▸ Records shown
/// Comparison applied by one row of a threshold table.
#[derive(Debug, Clone, Copy, PartialEq)]
pub enum Bound {
    /// Strictly greater than the value.
    Above(f64),
    /// Greater than or equal to the value.
    AtLeast(f64),
    /// Less than or equal to the value.
    AtMost(f64),
}

impl Bound {
    pub fn matches(self, value: f64) -> bool {
        match self {
            Bound::Above(limit) => value > limit,
            Bound::AtLeast(limit) => value >= limit,
            Bound::AtMost(limit) => value <= limit,
        }
    }
}

/// Ordered first-match rules with a terminal fallback, so every input lands in exactly one
/// tier. Rows are listed in the order they must be checked.
#[derive(Debug, Clone, Copy)]
pub struct ThresholdTable<T: 'static> {
    rules: &'static [(Bound, T)],
    fallback: T,
}

impl<T: Copy> ThresholdTable<T> {
    pub const fn new(rules: &'static [(Bound, T)], fallback: T) -> Self {
        Self { rules, fallback }
    }

    pub fn classify(&self, value: f64) -> T {
        self.rules
            .iter()
            .find(|(bound, _)| bound.matches(value))
            .map(|(_, tier)| *tier)
            .unwrap_or(self.fallback)
    }
}

#[cfg(test)]
mod tests {
    use super::*;

    const GRADES: ThresholdTable<char> = ThresholdTable::new(
        &[(Bound::AtMost(0.0), 'z'), (Bound::Above(10.0), 'a'), (Bound::AtLeast(5.0), 'b')],
        'c',
    );

    #[test]
    fn first_matching_rule_wins() {
        assert_eq!(GRADES.classify(-1.0), 'z');
        assert_eq!(GRADES.classify(0.0), 'z');
        assert_eq!(GRADES.classify(10.0), 'b');
        assert_eq!(GRADES.classify(10.5), 'a');
        assert_eq!(GRADES.classify(5.0), 'b');
    }

    #[test]
    fn unmatched_values_use_the_fallback() {
        assert_eq!(GRADES.classify(4.99), 'c');
        assert_eq!(GRADES.classify(f64::NAN), 'c');
    }
}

▸ Directions for this task
Print exactly, and only, the lines from the line containing "assert_eq!(GRADES.classify(10.5), 'a');" through the final line of the records, both included.

▸ Exercise response
        assert_eq!(GRADES.classify(10.5), 'a');
        assert_eq!(GRADES.classify(5.0), 'b');
    }

    #[test]
    fn unmatched_values_use_the_fallback() {
        assert_eq!(GRADES.classify(4.99), 'c');
        assert_eq!(GRADES.classify(f64::NAN), 'c');
    }
}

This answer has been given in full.